All that said, it is interesting we rarely actually look at primary versus secondary in an economic sense, which we should. For example, virtually all primary-side production is rural, whereas almost all of our secondary manufacturing is in or near cities. This means their labour pool is rural, local and physical, while the manufacturers deal with an urban, mobile and more-or-less trained.
Another interesting fact is that virtually all of the primary-side production is held in relatively few – maybe eight – very large, corporate hands, while the manufacturing units in the States number around 40,000, depending on how you count them. This means that lobbying money and political pull are concentrated, while the manufacturers can’t agree on anything, not VOC abatement, combustible dust, labor issues, safety or anything. We just rely on other-sector manufacturers or the government and suppliers to tell us whether we are going on ¼, ½ or other rations while the tide of the export and import wars ebbs and flows.

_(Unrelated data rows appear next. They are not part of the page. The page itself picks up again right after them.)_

pub mod error;
pub mod service;

pub use error::FavoritesError;
pub use service::{FavoritesStore, FAVORITES_KEY};
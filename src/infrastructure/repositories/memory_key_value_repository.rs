use super::key_value_repository::{KeyValueError, KeyValueRepository};
use async_trait::async_trait;
use std::collections::HashMap;
use tokio::sync::RwLock;

/// Non-persistent key-value repository, useful for tests and throwaway sessions
#[derive(Default)]
pub struct InMemoryKeyValueRepository {
    values: RwLock<HashMap<String, Vec<u8>>>,
}

impl InMemoryKeyValueRepository {
    pub fn new() -> Self {
        Self::default()
    }

    /// Seed a value, e.g. to simulate data left by a previous run
    pub fn with_value(key: &str, value: impl Into<Vec<u8>>) -> Self {
        let mut values = HashMap::new();
        values.insert(key.to_string(), value.into());
        Self {
            values: RwLock::new(values),
        }
    }
}

#[async_trait]
impl KeyValueRepository for InMemoryKeyValueRepository {
    async fn get(&self, key: &str) -> Result<Option<Vec<u8>>, KeyValueError> {
        Ok(self.values.read().await.get(key).cloned())
    }

    async fn set(&self, key: &str, value: &[u8]) -> Result<(), KeyValueError> {
        self.values
            .write()
            .await
            .insert(key.to_string(), value.to_vec());
        Ok(())
    }
}
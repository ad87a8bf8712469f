use jokes::domain::favorites::FavoritesStore;
use jokes::domain::joke::JokeFetcher;
use jokes::infrastructure::repositories::{FileKeyValueRepository, HttpJokeRepository};
use std::path::Path;
use std::sync::Arc;
use std::time::Duration;
use tempfile::TempDir;
use test_context::AsyncTestContext;

pub mod mock_server;

use mock_server::MockJokeServer;

pub const TEST_TIMEOUT: Duration = Duration::from_secs(2);

pub struct TestContext {
    pub server: MockJokeServer,
    data_dir: TempDir,
}

impl AsyncTestContext for TestContext {
    fn setup() -> impl std::future::Future<Output = Self> + Send {
        async {
            // Each test gets its own mock service and data directory
            let server = MockJokeServer::start().await;
            let data_dir = tempfile::tempdir().expect("Failed to create data dir");

            Self { server, data_dir }
        }
    }

    fn teardown(self) -> impl std::future::Future<Output = ()> + Send {
        async {
            // The data directory is removed when TempDir drops
        }
    }
}

impl TestContext {
    pub fn data_dir(&self) -> &Path {
        self.data_dir.path()
    }

    /// Fetcher wired to the mock joke service
    pub fn fetcher(&self) -> JokeFetcher {
        fetcher_for(&self.server.base_url, TEST_TIMEOUT)
    }

    /// Favorites store over the test data directory, as loaded at app startup
    pub async fn load_favorites(&self) -> FavoritesStore {
        FavoritesStore::load(Arc::new(FileKeyValueRepository::new(self.data_dir()))).await
    }
}

pub fn fetcher_for(base_url: &str, timeout: Duration) -> JokeFetcher {
    let repo = HttpJokeRepository::new(timeout).expect("Failed to build HTTP client");
    JokeFetcher::new(Arc::new(repo), base_url)
}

I could go on for pages, but we are nearing the normal endpoint of a column, so let me say this. I really love and enjoy the Hondurans, Mexicans, Costa Ricans and other Americanos Centros. I have been to Honduras a couple of times, and have done profiles and editorials about them, their lumber and their needs before.
If we rely on the primary side and the government to provide us access to the wealth of Central American renewable resources, we will be asleep at the wheel as the economic immigration to Asia proceeds. That leaves us deprived.
From the other perspective, if we were more focused on trading with Honduras and the rest, it is much less likely we would see them taken hostage by international economic interests and paraded around like big-eyed little girls from the European ghettos needing food.
I am told we cannot trade with Honduras because of environmental, language and cultural reasons. But we can trade with China. Why? Because German, Italian, government and primary-side interests tell us so.